Bookish Techy Week in Review

Defending the web; Amazon on course to dominate the world; Cooks Source throws in the towel; Ari Emanuel takes on the publishing industry

In bookish-techy news this week:

Tim Berners-Lee defends the web

From Scientific American:

A neutral communications medium is the basis of a fair, competitive market economy, of democracy, and of science. Debate has risen again in the past year about whether government legislation is needed to protect net neutrality. It is. Although the Internet and Web generally thrive on lack of regulation, some basic values have to be legally preserved.

Amazon continues quest to dominate the world by innovating and making customers happy

Copyright-challenged Cooks Source calls it a day

From Techland:

Whether or not the intentions of the angry Internet mob was to tear down a local publication or not, the Cooks Source Magazine controversy has forced the magazine to fold. In an interview with the Daily Hampshire Gazette, Griggs tells the reporter that the free magazine is done for. The November 2010 issue will be the last publication.
“The name is compromised, big time,” Griggs said.

paidContent urges media industries to create their own disruption

From paidContent:

It is now clear that the same digitization process will eventually transform all industries, that companies lose control of their customers when new technology enables them to interact with products…You may well have heard it before, but to respond to disruption you really need to become your own disruption. To do this you need to identify the disruption that needs harnessing (like banks did with telephone banking) not just fight it (like the music industry did with file sharing).

Hachette Livre moves forward with Google

From The Bookseller:

Hachette Livre has come to an agreement with Google that will see the giant search engine digitise the publisher’s out of print books in France, bringing to an end a long-running dispute stemming from Google’s vast book digitisation project. The deal will now be subject to six months ‘fine-tuning’, and will also be made available to other French publishers.

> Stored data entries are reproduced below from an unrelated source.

// crates/dht-eval-core/src/runtime/locator.rs
// ============================================================================
// Module: DHT Eval Run Locator
// Description: Finds benchmark databases in an experiment directory.
// Purpose: Map parameterized filenames to run parameters and experiment keys.
// Dependencies: crate::core, regex, thiserror, tracing
// ============================================================================

//! ## Overview
//! Benchmark runs are stored as `<prefix>_k<K>_a<A>_n<NODES>_l<LAT>.<ext>`.
//! [`locate_runs`] lists one directory, keeps the files whose name matches a
//! [`RunFilePattern`], and derives the [`ExperimentKey`] of each run. Files
//! that do not match are skipped silently; a missing directory fails.

// ============================================================================
// SECTION: Imports
// ============================================================================

use std::fs;
use std::path::Path;
use std::path::PathBuf;

use regex::Regex;
use thiserror::Error;
use tracing::debug;

use crate::core::ExperimentKey;
use crate::core::RunParameters;

// ============================================================================
// SECTION: Constants
// ============================================================================

/// Default filename prefix written by the DHT benchmark.
pub const DEFAULT_FILE_PREFIX: &str = "local_dht_benchmark";
/// Default database file extension.
pub const DEFAULT_FILE_EXTENSION: &str = "db";

// ============================================================================
// SECTION: Errors
// ============================================================================

/// Run locator errors.
#[derive(Debug, Error)]
pub enum LocatorError {
    /// The experiment directory does not exist.
    #[error("experiment directory not found: {0}")]
    NotFound(String),
    /// Listing the directory failed.
    #[error("experiment directory io error: {0}")]
    Io(String),
    /// The filename pattern could not be compiled.
    #[error("invalid run file pattern: {0}")]
    Pattern(String),
}

// ============================================================================
// SECTION: File Pattern
// ============================================================================

/// Filename convention for benchmark run databases.
#[derive(Debug, Clone)]
pub struct RunFilePattern {
    /// Compiled, anchored filename expression.
    regex: Regex,
}

impl RunFilePattern {
    /// Builds a pattern for `<prefix>_k<K>_a<A>_n<NODES>_l<LAT>.<extension>`.
    ///
    /// # Errors
    ///
    /// Returns [`LocatorError::Pattern`] when the expression cannot be built.
    pub fn new(prefix: &str, extension: &str) -> Result<Self, LocatorError> {
        let expression = format!(
            r"^{}_k(\d+)_a(\d+)_n(\d+)_l(\d+)\.{}$",
            regex::escape(prefix),
            regex::escape(extension)
        );
        let regex = Regex::new(&expression).map_err(|err| LocatorError::Pattern(err.to_string()))?;
        Ok(Self {
            regex,
        })
    }

    /// Builds the pattern used by the DHT benchmark by default.
    ///
    /// # Errors
    ///
    /// Returns [`LocatorError::Pattern`] when the expression cannot be built.
    pub fn standard() -> Result<Self, LocatorError> {
        Self::new(DEFAULT_FILE_PREFIX, DEFAULT_FILE_EXTENSION)
    }

    /// Parses run parameters from a filename.
    ///
    /// Returns `None` when the name does not match or a number overflows.
    #[must_use]
    pub fn parse(&self, file_name: &str) -> Option<RunParameters> {
        let captures = self.regex.captures(file_name)?;
        let number = |index: usize| captures.get(index)?.as_str().parse::<u32>().ok();
        Some(RunParameters {
            k: number(1)?,
            a: number(2)?,
            num_nodes: number(3)?,
            latency_one_way: number(4)?,
        })
    }
}

// ============================================================================
// SECTION: Locator
// ============================================================================

/// Benchmark run found in an experiment directory.
#[derive(Debug, Clone, PartialEq, Eq)]
pub struct LocatedRun {
    /// Full path of the run database.
    pub path: PathBuf,
    /// Parameters parsed from the filename.
    pub params: RunParameters,
    /// Experiment key derived from the parameters.
    pub key: ExperimentKey,
}

/// Lists the benchmark runs in `dir`, ordered by key then path.
///
/// # Errors
///
/// Returns [`LocatorError::NotFound`] when `dir` is not an existing directory
/// and [`LocatorError::Io`] when listing fails.
pub fn locate_runs(dir: &Path, pattern: &RunFilePattern) -> Result<Vec<LocatedRun>, LocatorError> {
    if !dir.is_dir() {
        return Err(LocatorError::NotFound(dir.display().to_string()));
    }
    let entries =
        fs::read_dir(dir).map_err(|err| LocatorError::Io(format!("{}: {err}", dir.display())))?;
    let mut runs = Vec::new();
    for entry in entries {
        let entry = entry.map_err(|err| LocatorError::Io(format!("{}: {err}", dir.display())))?;
        let path = entry.path();
        if !path.is_file() {
            continue;
        }
        let Some(file_name) = entry.file_name().to_str().map(str::to_owned) else {
            debug!(path = %path.display(), "skipping non-utf8 file name");
            continue;
        };
        let Some(params) = pattern.parse(&file_name) else {
            debug!(file = %file_name, "skipping file outside run naming convention");
            continue;
        };
        let Some(key) = params.experiment_key() else {
            debug!(file = %file_name, "skipping run with out-of-range latency");
            continue;
        };
        debug!(file = %file_name, %key, "located benchmark run");
        runs.push(LocatedRun {
            path,
            params,
            key,
        });
    }
    runs.sort_by(|left, right| left.key.cmp(&right.key).then_with(|| left.path.cmp(&right.path)));
    Ok(runs)
}

// ============================================================================
// SECTION: Tests
// ============================================================================

#[cfg(test)]
mod tests {
    #![allow(clippy::expect_used, reason = "Test-only assertions are permitted.")]

    use super::RunFilePattern;
    use crate::core::ExperimentKey;

    #[test]
    fn standard_pattern_parses_all_parameters() {
        let pattern = RunFilePattern::standard().expect("pattern");
        let params = pattern.parse("local_dht_benchmark_k10_a3_n512_l15.db").expect("params");
        assert_eq!((params.k, params.a, params.num_nodes, params.latency_one_way), (10, 3, 512, 15));
        assert_eq!(params.experiment_key(), Some(ExperimentKey::new(512, 30)));
    }

    #[test]
    fn pattern_rejects_non_matching_names() {
        let pattern = RunFilePattern::standard().expect("pattern");
        for name in [
            "readme.txt",
            "local_dht_benchmark_bad.db",
            "local_dht_benchmark_k10_a3_n512_l15.db-journal",
            "local_dht_benchmark_k10_a3_n512_l15xdb",
            "other_k10_a3_n512_l15.db",
            "local_dht_benchmark_k10_a3_n-1_l15.db",
        ] {
            assert!(pattern.parse(name).is_none(), "{name} should not match");
        }
    }

    #[test]
    fn pattern_rejects_overflowing_numbers() {
        let pattern = RunFilePattern::standard().expect("pattern");
        assert!(pattern.parse("local_dht_benchmark_k1_a1_n99999999999_l0.db").is_none());
    }

    #[test]
    fn custom_prefix_is_escaped() {
        let pattern = RunFilePattern::new("bench.v2", "sqlite").expect("pattern");
        assert!(pattern.parse("bench.v2_k1_a2_n3_l4.sqlite").is_some());
        assert!(pattern.parse("benchxv2_k1_a2_n3_l4.sqlite").is_none());
    }
}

Indie press Gaspereau partners with D+M to deliver “The Sentimentalists” to the masses.

From Quill and Quire:

When asked if he is afraid of letting down Gaspereau partisans, who championed the company’s right to release the now much in-demand title at their own slow-and-steady pace, Steeves doesn’t miss a beat. “We have stuck to our guns,” he says. “We’ve picked partners that fit our philosophy, [who do] creative and original works. The most important principle here is to serve the text and to serve the author, and that’s what we’ve done. [D&M] is going to take good care of Johanna and get a quality edition out there. That’s all that matters.”

Agent Ari Emanuel ready to disintermediate publishing

From paidContent:

“I definitely don’t think i have to go to Knopf. I don’t think I have to go to Simon & Schuster for the book business. So I think that’s going to be a very contentious conversation,” he said. “They might just get hardcover (rights), but I don’t know yet.”